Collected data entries

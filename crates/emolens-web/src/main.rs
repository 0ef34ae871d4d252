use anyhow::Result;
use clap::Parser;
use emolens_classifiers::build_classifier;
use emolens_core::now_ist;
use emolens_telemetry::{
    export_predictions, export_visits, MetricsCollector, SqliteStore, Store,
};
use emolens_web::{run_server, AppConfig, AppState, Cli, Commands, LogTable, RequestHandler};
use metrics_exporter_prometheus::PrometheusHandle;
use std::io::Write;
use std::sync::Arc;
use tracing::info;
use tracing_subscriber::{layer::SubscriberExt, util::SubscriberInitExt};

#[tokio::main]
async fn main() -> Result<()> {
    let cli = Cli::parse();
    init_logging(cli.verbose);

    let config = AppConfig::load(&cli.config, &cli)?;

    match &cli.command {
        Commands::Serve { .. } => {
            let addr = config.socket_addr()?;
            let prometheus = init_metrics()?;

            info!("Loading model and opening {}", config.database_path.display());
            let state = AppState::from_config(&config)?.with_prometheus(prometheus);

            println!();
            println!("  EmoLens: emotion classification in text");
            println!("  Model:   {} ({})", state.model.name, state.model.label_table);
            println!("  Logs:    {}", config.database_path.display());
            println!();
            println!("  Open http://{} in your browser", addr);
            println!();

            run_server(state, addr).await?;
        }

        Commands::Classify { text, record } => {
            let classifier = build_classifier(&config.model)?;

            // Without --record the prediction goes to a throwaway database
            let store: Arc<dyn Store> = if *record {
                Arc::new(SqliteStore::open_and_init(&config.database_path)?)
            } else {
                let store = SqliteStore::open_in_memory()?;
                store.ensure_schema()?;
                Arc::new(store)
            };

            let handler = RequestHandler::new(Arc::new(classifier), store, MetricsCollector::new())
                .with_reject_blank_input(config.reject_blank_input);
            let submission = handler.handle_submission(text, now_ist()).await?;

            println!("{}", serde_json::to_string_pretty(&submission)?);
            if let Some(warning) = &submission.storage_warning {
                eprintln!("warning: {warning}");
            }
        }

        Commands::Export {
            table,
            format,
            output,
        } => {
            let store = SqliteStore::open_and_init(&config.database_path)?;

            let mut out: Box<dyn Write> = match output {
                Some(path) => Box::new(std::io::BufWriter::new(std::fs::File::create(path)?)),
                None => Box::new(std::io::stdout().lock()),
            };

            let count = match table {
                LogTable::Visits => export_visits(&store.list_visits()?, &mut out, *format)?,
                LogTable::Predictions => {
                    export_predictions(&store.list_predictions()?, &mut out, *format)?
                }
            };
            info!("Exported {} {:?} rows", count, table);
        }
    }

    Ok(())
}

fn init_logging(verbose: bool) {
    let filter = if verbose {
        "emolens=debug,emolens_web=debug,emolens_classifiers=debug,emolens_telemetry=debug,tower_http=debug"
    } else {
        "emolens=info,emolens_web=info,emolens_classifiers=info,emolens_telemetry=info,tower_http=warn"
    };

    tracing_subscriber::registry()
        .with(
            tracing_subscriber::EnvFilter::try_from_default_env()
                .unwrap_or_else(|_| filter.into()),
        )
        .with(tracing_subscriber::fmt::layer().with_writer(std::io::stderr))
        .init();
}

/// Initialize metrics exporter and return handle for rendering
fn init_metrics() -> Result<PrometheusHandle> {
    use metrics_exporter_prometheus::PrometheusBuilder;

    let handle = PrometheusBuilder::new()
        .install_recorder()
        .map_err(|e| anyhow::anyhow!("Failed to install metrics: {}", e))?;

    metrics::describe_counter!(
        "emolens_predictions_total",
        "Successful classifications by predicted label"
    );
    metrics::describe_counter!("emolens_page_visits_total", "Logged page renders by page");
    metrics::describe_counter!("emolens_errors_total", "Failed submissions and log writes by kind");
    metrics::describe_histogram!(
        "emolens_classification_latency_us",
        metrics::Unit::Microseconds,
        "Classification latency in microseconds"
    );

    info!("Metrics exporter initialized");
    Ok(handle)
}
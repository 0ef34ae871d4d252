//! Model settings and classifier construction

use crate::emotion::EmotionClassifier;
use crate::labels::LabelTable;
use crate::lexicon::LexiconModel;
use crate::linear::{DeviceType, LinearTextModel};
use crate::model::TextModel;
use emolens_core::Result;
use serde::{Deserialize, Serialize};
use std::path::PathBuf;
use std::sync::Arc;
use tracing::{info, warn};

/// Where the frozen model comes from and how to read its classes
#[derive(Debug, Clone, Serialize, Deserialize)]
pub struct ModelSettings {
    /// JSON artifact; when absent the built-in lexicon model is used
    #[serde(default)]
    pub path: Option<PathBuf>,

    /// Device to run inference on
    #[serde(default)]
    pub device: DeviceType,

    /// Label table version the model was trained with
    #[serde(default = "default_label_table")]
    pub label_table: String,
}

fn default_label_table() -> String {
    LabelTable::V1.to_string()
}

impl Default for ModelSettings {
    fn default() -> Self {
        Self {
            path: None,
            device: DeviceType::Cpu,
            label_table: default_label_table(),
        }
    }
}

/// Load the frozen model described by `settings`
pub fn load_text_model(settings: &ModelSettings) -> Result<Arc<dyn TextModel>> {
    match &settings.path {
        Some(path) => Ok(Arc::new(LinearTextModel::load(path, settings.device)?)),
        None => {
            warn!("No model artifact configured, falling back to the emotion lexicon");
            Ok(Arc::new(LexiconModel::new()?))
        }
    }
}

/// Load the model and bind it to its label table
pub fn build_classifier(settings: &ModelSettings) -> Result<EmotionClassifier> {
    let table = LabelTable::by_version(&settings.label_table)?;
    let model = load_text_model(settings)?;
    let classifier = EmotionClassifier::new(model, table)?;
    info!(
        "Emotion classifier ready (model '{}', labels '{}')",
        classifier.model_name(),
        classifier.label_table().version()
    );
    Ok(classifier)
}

### Instructions for the task
Each record above is to be written out again, without any change.

### Answer to this task
filename crates/emolens-web/src/main.rs
repository 0ef34ae871d4d252
use anyhow::Result;
use clap::Parser;
use emolens_classifiers::build_classifier;
use emolens_core::now_ist;
use emolens_telemetry::{
    export_predictions, export_visits, MetricsCollector, SqliteStore, Store,
};
use emolens_web::{run_server, AppConfig, AppState, Cli, Commands, LogTable, RequestHandler};
use metrics_exporter_prometheus::PrometheusHandle;
use std::io::Write;
use std::sync::Arc;
use tracing::info;
use tracing_subscriber::{layer::SubscriberExt, util::SubscriberInitExt};

#[tokio::main]
async fn main() -> Result<()> {
    let cli = Cli::parse();
    init_logging(cli.verbose);

    let config = AppConfig::load(&cli.config, &cli)?;

    match &cli.command {
        Commands::Serve { .. } => {
            let addr = config.socket_addr()?;
            let prometheus = init_metrics()?;

            info!("Loading model and opening {}", config.database_path.display());
            let state = AppState::from_config(&config)?.with_prometheus(prometheus);

            println!();
            println!("  EmoLens: emotion classification in text");
            println!("  Model:   {} ({})", state.model.name, state.model.label_table);
            println!("  Logs:    {}", config.database_path.display());
            println!();
            println!("  Open http://{} in your browser", addr);
            println!();

            run_server(state, addr).await?;
        }

        Commands::Classify { text, record } => {
            let classifier = build_classifier(&config.model)?;

            // Without --record the prediction goes to a throwaway database
            let store: Arc<dyn Store> = if *record {
                Arc::new(SqliteStore::open_and_init(&config.database_path)?)
            } else {
                let store = SqliteStore::open_in_memory()?;
                store.ensure_schema()?;
                Arc::new(store)
            };

            let handler = RequestHandler::new(Arc::new(classifier), store, MetricsCollector::new())
                .with_reject_blank_input(config.reject_blank_input);
            let submission = handler.handle_submission(text, now_ist()).await?;

            println!("{}", serde_json::to_string_pretty(&submission)?);
            if let Some(warning) = &submission.storage_warning {
                eprintln!("warning: {warning}");
            }
        }

        Commands::Export {
            table,
            format,
            output,
        } => {
            let store = SqliteStore::open_and_init(&config.database_path)?;

            let mut out: Box<dyn Write> = match output {
                Some(path) => Box::new(std::io::BufWriter::new(std::fs::File::create(path)?)),
                None => Box::new(std::io::stdout().lock()),
            };

            let count = match table {
                LogTable::Visits => export_visits(&store.list_visits()?, &mut out, *format)?,
                LogTable::Predictions => {
                    export_predictions(&store.list_predictions()?, &mut out, *format)?
                }
            };
            info!("Exported {} {:?} rows", count, table);
        }
    }

    Ok(())
}

fn init_logging(verbose: bool) {
    let filter = if verbose {
        "emolens=debug,emolens_web=debug,emolens_classifiers=debug,emolens_telemetry=debug,tower_http=debug"
    } else {
        "emolens=info,emolens_web=info,emolens_classifiers=info,emolens_telemetry=info,tower_http=warn"
    };

    tracing_subscriber::registry()
        .with(
            tracing_subscriber::EnvFilter::try_from_default_env()
                .unwrap_or_else(|_| filter.into()),
        )
        .with(tracing_subscriber::fmt::layer().with_writer(std::io::stderr))
        .init();
}

/// Initialize metrics exporter and return handle for rendering
fn init_metrics() -> Result<PrometheusHandle> {
    use metrics_exporter_prometheus::PrometheusBuilder;

    let handle = PrometheusBuilder::new()
        .install_recorder()
        .map_err(|e| anyhow::anyhow!("Failed to install metrics: {}", e))?;

    metrics::describe_counter!(
        "emolens_predictions_total",
        "Successful classifications by predicted label"
    );
    metrics::describe_counter!("emolens_page_visits_total", "Logged page renders by page");
    metrics::describe_counter!("emolens_errors_total", "Failed submissions and log writes by kind");
    metrics::describe_histogram!(
        "emolens_classification_latency_us",
        metrics::Unit::Microseconds,
        "Classification latency in microseconds"
    );

    info!("Metrics exporter initialized");
    Ok(handle)
}
repository 0ef34ae871d4d252
//! Model settings and classifier construction

use crate::emotion::EmotionClassifier;
use crate::labels::LabelTable;
use crate::lexicon::LexiconModel;
use crate::linear::{DeviceType, LinearTextModel};
use crate::model::TextModel;
use emolens_core::Result;
use serde::{Deserialize, Serialize};
use std::path::PathBuf;
use std::sync::Arc;
use tracing::{info, warn};

/// Where the frozen model comes from and how to read its classes
#[derive(Debug, Clone, Serialize, Deserialize)]
pub struct ModelSettings {
    /// JSON artifact; when absent the built-in lexicon model is used
    #[serde(default)]
    pub path: Option<PathBuf>,

    /// Device to run inference on
    #[serde(default)]
    pub device: DeviceType,

    /// Label table version the model was trained with
    #[serde(default = "default_label_table")]
    pub label_table: String,
}

fn default_label_table() -> String {
    LabelTable::V1.to_string()
}

impl Default for ModelSettings {
    fn default() -> Self {
        Self {
            path: None,
            device: DeviceType::Cpu,
            label_table: default_label_table(),
        }
    }
}

/// Load the frozen model described by `settings`
pub fn load_text_model(settings: &ModelSettings) -> Result<Arc<dyn TextModel>> {
    match &settings.path {
        Some(path) => Ok(Arc::new(LinearTextModel::load(path, settings.device)?)),
        None => {
            warn!("No model artifact configured, falling back to the emotion lexicon");
            Ok(Arc::new(LexiconModel::new()?))
        }
    }
}

/// Load the model and bind it to its label table
pub fn build_classifier(settings: &ModelSettings) -> Result<EmotionClassifier> {
    let table = LabelTable::by_version(&settings.label_table)?;
    let model = load_text_model(settings)?;
    let classifier = EmotionClassifier::new(model, table)?;
    info!(
        "Emotion classifier ready (model '{}', labels '{}')",
        classifier.model_name(),
        classifier.label_table().version()
    );
    Ok(classifier)
}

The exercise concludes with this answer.